(Saved entries)

====

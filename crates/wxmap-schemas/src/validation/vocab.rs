//! Closed vocabularies for enumerated configuration fields
//!
//! Unknown values are not a decode failure; validators check membership at
//! runtime and report an error or warning depending on the field.
//!
//! Copyright (c) 2025 Wxmap Team
//! Licensed under the Apache-2.0 license

use regex::Regex;
use std::sync::OnceLock;

/// Dimensionality classification of a model
pub const DIMENSION_TYPES: &[&str] = &["forecast", "observation"];

/// Data source kinds a model can ingest from
pub const SOURCE_TYPES: &[&str] = &["aws_s3", "aws_s3_goes", "aws_s3_grib2", "local", "http"];

/// Grid projections
pub const PROJECTION_TYPES: &[&str] = &[
    "geographic",
    "latlon",
    "geostationary",
    "lambert_conformal",
    "mercator",
];

/// Known vertical coordinate types for parameter levels
pub const LEVEL_TYPES: &[&str] = &[
    "surface",
    "height_above_ground",
    "height_above_ground_layer",
    "isobaric",
    "mean_sea_level",
    "entire_atmosphere",
    "low_cloud_layer",
    "middle_cloud_layer",
    "high_cloud_layer",
    "cloud_top",
    "top_of_atmosphere",
    "depth_below_surface",
    "boundary_layer",
    "tropopause",
];

/// Known style names a model parameter may reference
pub const STYLE_NAMES: &[&str] = &[
    "default",
    "temperature",
    "wind",
    "precipitation",
    "humidity",
    "atmospheric",
    "cape",
    "cloud",
    "visibility",
    "reflectivity",
    "precip_rate",
    "goes_visible",
    "goes_ir",
    "wind_barbs",
    "helicity",
    "lightning",
    "smoke",
    "radar",
];

/// Known unit conversions for model parameters
pub const CONVERSIONS: &[&str] = &[
    "K_to_C",
    "K_to_F",
    "Pa_to_hPa",
    "Pa_to_mb",
    "m_to_km",
    "m_to_ft",
    "m_to_kft",
    "ms_to_kt",
    "ms_to_mph",
];

/// Rendering types a style definition may declare
pub const STYLE_TYPES: &[&str] = &[
    "gradient",
    "contour",
    "filled_contour",
    "wind_barbs",
    "wind_arrows",
    "numbers",
];

/// Value transforms applied before rendering
pub const TRANSFORM_TYPES: &[&str] = &[
    "none",
    "linear",
    "pa_to_hpa",
    "mps_to_knots",
    "k_to_c",
    "m_to_km",
];

/// Gradient interpolation modes
pub const INTERPOLATION_TYPES: &[&str] = &["linear", "step", "nearest"];

/// Behavior for values outside the declared range
pub const OUT_OF_RANGE_MODES: &[&str] = &["clamp", "extend", "transparent"];

/// Sorted, comma-joined vocabulary for issue messages
pub fn membership_list(values: &[&str]) -> String {
    let mut sorted: Vec<&str> = values.to_vec();
    sorted.sort_unstable();
    sorted.join(", ")
}

/// Pattern for model identifiers: lowercase alphanumeric with underscores,
/// starting with a letter.
pub fn model_id_pattern() -> &'static Regex {
    static PATTERN: OnceLock<Regex> = OnceLock::new();
    PATTERN.get_or_init(|| Regex::new(r"^[a-z][a-z0-9_]*$").unwrap())
}

/// Pattern for `#RRGGBB` / `#RRGGBBAA` hex colors
pub fn hex_color_pattern() -> &'static Regex {
    static PATTERN: OnceLock<Regex> = OnceLock::new();
    PATTERN.get_or_init(|| Regex::new(r"^#[0-9A-Fa-f]{6}([0-9A-Fa-f]{2})?$").unwrap())
}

====

→ **TASK TO CARRY OUT**:
Reproduce the records above line by line, without any change, up to and including the line that holds "classification of a model".

→ **ANSWER FOR THIS EXERCISE**:
filename crates/wxmap-schemas/src/validation/vocab.rs
//! Closed vocabularies for enumerated configuration fields
//!
//! Unknown values are not a decode failure; validators check membership at
//! runtime and report an error or warning depending on the field.
//!
//! Copyright (c) 2025 Wxmap Team
//! Licensed under the Apache-2.0 license

use regex::Regex;
use std::sync::OnceLock;

/// Dimensionality classification of a model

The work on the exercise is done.